• _EXERCISE MATERIAL_
· · · · ·

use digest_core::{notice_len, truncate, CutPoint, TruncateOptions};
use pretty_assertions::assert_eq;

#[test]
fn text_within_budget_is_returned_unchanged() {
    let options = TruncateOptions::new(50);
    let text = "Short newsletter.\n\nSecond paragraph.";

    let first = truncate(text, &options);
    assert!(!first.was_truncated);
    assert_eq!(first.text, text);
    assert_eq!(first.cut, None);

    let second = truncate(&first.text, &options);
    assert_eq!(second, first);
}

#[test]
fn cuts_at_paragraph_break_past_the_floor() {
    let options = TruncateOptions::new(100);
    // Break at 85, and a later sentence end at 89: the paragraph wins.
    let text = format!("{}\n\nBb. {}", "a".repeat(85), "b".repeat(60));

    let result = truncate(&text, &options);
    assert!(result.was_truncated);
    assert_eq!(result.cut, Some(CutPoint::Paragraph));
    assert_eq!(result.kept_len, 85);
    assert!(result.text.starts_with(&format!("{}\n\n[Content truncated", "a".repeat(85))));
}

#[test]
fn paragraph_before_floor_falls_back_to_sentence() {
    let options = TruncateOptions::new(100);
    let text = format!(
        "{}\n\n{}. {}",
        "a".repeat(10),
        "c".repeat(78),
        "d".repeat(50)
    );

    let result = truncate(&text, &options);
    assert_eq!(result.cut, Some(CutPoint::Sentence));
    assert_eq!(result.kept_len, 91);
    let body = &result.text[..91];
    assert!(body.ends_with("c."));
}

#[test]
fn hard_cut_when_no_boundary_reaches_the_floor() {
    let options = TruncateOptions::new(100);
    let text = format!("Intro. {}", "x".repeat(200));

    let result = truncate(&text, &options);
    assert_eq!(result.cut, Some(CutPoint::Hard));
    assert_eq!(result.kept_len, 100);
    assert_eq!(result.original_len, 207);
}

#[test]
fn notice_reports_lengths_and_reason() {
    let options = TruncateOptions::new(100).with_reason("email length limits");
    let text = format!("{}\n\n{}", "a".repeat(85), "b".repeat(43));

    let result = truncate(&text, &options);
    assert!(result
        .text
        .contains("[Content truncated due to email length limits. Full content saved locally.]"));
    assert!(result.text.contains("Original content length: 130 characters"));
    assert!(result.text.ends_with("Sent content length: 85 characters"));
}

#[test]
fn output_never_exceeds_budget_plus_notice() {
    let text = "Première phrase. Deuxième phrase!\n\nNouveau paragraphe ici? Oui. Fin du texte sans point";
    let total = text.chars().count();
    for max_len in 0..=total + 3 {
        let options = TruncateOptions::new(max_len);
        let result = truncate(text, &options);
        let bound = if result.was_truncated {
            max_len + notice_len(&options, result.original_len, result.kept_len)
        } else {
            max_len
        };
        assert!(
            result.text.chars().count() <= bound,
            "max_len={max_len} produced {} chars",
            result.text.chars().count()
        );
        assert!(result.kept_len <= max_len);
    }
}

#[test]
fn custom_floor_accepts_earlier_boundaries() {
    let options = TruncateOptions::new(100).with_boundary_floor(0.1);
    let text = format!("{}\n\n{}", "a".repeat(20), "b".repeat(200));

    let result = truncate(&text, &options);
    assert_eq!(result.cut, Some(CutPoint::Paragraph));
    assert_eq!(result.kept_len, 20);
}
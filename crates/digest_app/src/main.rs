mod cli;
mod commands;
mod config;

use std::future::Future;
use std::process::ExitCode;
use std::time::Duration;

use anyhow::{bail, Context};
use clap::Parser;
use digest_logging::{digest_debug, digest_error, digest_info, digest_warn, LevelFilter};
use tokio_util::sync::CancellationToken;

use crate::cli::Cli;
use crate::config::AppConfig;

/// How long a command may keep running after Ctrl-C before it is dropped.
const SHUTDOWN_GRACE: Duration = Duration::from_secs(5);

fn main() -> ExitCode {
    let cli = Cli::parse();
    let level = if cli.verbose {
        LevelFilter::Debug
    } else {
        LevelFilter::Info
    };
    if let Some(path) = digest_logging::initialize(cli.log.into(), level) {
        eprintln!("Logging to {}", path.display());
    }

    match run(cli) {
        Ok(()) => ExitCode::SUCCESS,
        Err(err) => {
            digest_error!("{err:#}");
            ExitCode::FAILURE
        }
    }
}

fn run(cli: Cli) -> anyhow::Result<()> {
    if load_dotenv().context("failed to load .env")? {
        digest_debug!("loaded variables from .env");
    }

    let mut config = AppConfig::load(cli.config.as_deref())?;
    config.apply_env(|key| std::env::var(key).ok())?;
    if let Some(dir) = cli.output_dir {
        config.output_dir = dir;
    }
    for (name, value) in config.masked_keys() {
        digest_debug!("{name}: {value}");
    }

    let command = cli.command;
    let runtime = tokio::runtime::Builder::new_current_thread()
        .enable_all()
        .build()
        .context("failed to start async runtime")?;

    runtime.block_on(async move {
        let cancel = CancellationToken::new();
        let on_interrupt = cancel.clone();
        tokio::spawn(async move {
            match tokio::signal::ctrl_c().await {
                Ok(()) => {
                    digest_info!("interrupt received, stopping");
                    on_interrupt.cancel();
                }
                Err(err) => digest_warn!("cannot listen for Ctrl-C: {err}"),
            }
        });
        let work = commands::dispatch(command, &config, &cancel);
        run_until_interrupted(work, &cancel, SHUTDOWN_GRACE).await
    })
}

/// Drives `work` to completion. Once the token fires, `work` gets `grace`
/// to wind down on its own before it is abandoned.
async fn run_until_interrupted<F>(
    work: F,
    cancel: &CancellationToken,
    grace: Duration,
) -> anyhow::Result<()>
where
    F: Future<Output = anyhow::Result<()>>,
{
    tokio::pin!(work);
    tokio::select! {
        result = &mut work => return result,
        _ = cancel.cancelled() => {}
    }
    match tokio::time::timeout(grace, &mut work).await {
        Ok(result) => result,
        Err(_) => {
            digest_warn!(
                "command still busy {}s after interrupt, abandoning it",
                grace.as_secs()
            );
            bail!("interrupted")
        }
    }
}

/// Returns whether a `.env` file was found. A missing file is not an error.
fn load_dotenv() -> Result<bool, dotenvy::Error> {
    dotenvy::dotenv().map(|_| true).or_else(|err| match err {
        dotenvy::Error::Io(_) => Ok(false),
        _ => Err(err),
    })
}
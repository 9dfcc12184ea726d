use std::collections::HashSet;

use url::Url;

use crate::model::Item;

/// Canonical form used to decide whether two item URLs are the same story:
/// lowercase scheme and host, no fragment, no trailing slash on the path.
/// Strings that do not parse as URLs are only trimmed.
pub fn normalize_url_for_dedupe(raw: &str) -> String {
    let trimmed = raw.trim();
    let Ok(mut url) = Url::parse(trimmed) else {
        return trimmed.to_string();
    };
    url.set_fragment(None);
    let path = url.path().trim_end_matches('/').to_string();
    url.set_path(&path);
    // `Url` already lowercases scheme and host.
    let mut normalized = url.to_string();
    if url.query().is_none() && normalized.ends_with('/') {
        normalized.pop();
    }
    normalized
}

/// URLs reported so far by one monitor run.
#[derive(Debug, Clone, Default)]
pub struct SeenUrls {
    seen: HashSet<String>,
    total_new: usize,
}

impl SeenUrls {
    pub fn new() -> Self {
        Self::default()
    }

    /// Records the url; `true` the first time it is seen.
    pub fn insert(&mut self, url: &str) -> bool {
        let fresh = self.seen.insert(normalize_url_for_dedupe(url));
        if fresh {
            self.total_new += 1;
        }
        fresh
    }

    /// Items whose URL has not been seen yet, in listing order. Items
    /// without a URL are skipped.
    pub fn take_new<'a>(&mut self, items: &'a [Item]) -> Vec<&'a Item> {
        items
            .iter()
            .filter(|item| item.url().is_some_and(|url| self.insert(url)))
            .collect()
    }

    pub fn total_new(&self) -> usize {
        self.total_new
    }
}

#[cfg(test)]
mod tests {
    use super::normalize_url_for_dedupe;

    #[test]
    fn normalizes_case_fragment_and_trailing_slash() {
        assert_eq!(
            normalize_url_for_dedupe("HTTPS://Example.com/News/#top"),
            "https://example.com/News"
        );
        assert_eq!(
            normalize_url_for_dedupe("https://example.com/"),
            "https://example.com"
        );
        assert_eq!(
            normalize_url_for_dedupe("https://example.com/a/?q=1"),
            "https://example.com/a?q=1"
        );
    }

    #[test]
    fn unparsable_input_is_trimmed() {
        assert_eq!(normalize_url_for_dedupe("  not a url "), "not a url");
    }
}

· · · · ·

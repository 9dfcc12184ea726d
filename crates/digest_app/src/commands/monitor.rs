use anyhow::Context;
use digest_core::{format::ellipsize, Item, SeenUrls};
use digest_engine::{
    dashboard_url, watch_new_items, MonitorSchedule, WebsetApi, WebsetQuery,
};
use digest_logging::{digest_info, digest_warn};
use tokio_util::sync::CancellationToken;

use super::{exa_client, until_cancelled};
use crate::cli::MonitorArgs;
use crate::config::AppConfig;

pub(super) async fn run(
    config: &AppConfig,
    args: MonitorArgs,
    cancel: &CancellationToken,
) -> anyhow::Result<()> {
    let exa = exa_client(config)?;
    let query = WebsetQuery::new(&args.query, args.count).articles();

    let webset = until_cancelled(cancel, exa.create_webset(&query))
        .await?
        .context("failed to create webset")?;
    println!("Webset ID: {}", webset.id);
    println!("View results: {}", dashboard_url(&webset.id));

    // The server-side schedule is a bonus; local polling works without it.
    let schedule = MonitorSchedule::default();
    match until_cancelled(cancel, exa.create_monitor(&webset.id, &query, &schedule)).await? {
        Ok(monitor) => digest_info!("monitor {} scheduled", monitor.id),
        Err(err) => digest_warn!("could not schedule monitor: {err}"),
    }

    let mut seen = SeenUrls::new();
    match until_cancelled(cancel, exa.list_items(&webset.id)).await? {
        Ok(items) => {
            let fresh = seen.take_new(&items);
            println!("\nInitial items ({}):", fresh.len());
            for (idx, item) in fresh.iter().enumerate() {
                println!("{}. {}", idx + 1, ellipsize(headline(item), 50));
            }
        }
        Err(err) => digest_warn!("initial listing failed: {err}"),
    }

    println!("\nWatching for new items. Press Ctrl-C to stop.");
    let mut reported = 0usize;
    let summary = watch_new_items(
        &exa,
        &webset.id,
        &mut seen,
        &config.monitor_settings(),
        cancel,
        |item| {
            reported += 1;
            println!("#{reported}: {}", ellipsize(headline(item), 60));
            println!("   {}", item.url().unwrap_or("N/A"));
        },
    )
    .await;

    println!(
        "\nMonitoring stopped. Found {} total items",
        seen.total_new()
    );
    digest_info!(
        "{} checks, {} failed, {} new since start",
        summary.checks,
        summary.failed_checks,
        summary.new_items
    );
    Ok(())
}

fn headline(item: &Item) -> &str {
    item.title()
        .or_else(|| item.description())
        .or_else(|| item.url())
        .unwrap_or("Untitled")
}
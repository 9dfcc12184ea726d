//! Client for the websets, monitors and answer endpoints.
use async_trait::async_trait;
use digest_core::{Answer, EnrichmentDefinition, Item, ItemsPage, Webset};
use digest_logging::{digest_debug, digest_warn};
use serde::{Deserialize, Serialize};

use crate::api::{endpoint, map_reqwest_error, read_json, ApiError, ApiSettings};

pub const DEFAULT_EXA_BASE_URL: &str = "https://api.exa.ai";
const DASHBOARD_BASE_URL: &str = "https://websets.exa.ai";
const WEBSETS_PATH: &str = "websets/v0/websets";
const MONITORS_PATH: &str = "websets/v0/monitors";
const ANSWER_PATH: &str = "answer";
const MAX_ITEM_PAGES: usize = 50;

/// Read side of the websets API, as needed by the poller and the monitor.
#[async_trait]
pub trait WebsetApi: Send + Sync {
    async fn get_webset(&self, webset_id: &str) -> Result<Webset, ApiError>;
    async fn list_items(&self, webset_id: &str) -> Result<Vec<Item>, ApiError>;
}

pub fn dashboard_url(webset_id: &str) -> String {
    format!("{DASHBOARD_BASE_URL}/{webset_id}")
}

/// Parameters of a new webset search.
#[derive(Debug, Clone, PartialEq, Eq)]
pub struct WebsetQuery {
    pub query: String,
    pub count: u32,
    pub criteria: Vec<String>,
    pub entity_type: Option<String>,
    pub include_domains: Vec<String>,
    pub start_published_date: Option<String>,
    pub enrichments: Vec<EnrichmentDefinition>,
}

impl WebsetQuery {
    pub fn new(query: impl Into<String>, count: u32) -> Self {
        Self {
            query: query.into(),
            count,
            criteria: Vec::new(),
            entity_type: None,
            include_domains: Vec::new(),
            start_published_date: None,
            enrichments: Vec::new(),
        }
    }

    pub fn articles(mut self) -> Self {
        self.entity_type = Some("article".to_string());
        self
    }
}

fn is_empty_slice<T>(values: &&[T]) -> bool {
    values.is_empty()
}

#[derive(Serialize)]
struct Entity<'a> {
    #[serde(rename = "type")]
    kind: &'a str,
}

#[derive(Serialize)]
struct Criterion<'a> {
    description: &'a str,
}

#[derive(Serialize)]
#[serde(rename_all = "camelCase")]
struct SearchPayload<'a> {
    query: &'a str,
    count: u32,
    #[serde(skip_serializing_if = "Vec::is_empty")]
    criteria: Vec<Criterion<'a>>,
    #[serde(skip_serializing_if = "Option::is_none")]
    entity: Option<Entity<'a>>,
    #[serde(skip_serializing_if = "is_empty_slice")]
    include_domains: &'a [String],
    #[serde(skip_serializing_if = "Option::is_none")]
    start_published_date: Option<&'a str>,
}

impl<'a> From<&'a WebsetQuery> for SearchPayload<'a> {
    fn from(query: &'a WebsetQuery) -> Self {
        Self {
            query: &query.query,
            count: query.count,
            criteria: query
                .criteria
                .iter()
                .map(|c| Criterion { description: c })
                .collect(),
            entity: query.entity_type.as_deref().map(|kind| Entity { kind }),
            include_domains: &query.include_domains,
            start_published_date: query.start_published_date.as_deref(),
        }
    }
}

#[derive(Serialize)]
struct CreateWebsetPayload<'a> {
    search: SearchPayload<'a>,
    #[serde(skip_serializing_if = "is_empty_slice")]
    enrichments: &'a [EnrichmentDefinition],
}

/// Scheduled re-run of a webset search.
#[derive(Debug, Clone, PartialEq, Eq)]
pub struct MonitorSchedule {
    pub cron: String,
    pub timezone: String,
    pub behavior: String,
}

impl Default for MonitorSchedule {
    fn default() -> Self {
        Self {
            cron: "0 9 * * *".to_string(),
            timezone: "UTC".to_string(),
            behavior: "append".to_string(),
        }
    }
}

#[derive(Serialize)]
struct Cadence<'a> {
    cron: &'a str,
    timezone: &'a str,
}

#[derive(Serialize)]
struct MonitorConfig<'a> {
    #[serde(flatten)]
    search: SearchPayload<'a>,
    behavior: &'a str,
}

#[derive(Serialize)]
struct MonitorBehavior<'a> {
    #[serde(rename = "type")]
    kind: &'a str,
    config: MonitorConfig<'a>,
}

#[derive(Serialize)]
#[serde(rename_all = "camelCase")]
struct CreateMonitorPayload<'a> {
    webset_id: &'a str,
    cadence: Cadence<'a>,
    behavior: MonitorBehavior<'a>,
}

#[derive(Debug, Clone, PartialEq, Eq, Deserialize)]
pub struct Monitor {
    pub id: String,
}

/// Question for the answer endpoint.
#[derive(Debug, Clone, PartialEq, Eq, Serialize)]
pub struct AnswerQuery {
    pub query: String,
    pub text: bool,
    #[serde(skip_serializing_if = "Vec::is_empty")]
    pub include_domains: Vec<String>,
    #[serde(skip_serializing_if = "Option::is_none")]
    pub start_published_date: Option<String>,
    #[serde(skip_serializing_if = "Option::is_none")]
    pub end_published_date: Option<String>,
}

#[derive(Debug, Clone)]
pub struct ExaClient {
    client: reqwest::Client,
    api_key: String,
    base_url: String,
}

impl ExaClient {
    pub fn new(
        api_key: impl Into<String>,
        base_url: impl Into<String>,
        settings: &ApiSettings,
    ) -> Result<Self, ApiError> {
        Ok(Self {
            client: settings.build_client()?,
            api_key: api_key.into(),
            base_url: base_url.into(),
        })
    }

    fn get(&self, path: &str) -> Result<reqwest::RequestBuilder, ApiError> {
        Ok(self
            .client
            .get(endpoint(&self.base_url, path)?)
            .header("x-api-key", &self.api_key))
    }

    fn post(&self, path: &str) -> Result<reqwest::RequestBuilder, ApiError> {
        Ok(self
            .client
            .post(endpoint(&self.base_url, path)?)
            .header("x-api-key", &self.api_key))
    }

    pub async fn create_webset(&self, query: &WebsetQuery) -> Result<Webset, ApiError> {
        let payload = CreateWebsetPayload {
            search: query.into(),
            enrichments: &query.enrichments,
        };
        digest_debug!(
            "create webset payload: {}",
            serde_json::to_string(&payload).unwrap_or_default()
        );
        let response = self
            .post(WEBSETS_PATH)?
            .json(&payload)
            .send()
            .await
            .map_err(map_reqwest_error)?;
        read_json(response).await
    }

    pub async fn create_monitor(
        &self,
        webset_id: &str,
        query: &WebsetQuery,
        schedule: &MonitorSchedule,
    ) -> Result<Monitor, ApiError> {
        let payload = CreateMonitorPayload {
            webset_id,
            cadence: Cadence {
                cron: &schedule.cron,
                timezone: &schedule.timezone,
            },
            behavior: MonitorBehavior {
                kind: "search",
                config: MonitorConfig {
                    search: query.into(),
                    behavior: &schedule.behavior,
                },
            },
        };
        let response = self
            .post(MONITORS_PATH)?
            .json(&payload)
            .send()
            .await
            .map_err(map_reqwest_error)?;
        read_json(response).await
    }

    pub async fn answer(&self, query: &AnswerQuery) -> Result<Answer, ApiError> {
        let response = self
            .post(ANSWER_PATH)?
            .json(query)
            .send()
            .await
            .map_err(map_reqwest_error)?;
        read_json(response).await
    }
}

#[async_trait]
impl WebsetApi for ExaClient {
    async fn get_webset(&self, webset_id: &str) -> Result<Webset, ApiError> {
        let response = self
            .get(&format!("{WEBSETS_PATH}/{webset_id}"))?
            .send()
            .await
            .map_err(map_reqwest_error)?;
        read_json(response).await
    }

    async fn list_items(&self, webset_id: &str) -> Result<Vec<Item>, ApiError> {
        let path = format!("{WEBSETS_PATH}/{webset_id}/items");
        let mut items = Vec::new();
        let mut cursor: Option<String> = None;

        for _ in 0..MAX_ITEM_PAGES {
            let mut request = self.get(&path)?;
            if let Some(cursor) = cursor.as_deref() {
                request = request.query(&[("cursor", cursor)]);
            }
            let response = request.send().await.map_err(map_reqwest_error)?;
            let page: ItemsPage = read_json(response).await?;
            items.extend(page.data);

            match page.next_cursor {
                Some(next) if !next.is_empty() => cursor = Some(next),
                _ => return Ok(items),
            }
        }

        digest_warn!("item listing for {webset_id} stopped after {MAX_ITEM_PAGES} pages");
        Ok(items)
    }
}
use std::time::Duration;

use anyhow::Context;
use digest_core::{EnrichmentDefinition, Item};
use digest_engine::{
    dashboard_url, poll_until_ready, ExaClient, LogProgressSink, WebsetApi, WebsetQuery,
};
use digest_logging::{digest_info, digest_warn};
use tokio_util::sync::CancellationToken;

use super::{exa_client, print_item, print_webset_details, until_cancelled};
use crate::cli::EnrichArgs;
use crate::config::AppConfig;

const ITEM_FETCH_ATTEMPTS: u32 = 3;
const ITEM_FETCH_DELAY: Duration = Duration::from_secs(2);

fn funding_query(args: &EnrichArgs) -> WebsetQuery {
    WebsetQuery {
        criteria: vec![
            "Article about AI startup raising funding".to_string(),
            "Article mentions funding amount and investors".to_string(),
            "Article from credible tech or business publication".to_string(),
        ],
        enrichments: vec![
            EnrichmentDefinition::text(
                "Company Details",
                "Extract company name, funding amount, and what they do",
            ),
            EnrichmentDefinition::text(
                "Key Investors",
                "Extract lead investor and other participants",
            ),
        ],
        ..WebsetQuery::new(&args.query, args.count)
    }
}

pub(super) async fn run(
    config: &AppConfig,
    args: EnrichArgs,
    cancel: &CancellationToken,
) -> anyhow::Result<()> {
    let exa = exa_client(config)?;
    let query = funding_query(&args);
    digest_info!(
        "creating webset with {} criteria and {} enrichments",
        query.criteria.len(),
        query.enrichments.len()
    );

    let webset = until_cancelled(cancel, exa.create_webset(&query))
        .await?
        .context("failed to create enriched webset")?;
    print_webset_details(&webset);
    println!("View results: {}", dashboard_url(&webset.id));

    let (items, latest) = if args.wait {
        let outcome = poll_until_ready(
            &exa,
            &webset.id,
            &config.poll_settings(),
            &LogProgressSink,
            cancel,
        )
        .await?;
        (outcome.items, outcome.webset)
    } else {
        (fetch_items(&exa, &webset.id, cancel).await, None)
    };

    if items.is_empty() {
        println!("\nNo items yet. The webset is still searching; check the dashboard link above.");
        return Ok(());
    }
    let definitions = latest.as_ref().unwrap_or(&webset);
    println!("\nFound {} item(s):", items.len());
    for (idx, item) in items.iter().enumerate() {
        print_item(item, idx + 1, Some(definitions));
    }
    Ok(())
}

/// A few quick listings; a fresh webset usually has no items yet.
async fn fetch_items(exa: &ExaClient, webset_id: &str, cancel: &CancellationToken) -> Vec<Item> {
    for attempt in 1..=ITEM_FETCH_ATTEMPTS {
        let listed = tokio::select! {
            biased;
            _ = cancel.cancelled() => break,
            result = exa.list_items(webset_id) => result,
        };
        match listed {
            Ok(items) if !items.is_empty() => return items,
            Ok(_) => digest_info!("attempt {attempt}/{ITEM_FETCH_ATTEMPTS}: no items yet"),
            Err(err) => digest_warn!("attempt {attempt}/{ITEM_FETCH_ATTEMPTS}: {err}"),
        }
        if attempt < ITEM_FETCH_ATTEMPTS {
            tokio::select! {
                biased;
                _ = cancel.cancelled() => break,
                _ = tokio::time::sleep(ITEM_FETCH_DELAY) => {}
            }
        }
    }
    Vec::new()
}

· · · · ·

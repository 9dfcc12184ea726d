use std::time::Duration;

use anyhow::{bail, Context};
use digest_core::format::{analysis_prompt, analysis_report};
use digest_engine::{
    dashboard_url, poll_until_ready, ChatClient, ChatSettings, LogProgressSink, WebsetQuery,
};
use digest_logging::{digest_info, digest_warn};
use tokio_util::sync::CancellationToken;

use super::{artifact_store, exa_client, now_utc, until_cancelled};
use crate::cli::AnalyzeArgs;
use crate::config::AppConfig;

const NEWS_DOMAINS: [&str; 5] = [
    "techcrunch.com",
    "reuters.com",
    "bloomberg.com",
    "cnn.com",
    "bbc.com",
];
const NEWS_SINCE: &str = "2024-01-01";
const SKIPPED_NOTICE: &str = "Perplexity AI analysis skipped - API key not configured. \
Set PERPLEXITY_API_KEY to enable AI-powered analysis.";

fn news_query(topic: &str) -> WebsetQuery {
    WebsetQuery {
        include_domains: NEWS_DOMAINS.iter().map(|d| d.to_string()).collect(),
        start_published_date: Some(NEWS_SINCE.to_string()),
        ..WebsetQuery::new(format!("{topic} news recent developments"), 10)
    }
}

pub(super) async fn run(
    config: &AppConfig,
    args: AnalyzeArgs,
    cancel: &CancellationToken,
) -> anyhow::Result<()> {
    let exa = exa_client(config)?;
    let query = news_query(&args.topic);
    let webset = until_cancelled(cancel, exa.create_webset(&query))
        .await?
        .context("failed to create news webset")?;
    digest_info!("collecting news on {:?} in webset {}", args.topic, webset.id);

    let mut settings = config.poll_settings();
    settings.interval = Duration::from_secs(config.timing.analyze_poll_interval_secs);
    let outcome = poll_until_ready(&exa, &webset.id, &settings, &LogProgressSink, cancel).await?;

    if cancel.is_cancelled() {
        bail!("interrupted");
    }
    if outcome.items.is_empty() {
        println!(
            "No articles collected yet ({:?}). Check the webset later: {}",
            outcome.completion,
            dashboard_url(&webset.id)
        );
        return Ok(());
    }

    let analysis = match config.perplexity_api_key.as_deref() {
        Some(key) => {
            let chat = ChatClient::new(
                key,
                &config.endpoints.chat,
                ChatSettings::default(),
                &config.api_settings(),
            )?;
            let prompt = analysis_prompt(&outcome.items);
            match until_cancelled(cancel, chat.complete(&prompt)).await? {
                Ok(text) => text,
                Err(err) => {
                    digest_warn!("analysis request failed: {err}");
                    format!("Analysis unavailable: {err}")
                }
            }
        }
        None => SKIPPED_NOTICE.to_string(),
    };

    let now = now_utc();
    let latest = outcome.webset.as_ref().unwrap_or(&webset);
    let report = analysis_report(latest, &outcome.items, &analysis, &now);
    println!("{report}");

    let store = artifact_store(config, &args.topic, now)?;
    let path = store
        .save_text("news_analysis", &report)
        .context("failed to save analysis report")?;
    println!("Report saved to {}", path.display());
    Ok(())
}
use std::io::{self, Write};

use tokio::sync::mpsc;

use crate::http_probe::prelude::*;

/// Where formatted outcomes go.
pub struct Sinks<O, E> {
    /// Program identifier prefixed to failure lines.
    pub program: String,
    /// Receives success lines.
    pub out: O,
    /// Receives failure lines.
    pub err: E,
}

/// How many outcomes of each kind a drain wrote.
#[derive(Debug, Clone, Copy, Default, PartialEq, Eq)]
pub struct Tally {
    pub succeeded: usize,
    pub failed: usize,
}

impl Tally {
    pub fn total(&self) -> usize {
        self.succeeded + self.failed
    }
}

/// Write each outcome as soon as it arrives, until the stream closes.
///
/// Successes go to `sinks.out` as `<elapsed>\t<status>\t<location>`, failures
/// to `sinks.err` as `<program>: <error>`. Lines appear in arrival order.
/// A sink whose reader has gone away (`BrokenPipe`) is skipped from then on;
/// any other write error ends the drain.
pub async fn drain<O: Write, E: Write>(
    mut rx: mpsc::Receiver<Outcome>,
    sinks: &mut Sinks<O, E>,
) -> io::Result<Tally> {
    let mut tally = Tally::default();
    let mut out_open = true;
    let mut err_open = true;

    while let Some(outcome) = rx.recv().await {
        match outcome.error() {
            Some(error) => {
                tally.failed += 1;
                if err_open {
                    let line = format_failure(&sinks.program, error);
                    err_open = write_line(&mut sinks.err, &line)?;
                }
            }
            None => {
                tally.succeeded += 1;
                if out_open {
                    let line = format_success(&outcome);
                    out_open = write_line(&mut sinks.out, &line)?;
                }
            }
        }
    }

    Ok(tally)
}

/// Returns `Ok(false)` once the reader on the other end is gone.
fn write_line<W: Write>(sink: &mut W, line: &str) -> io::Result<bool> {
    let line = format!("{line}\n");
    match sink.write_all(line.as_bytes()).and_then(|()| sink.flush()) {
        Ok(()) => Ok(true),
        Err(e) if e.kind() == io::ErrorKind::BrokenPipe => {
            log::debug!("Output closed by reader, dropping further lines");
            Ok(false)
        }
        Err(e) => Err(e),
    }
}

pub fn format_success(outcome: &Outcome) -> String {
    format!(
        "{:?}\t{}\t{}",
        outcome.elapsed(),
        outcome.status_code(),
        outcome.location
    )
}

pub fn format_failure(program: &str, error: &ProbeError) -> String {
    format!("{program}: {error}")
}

· · · · ·

• _THE PROBLEM_
Across the data, pull every line containing the string "still".

• _EXERCISE SOLUTION_
                "command still busy {}s after interrupt, abandoning it",
        println!("\nNo items yet. The webset is still searching; check the dashboard link above.");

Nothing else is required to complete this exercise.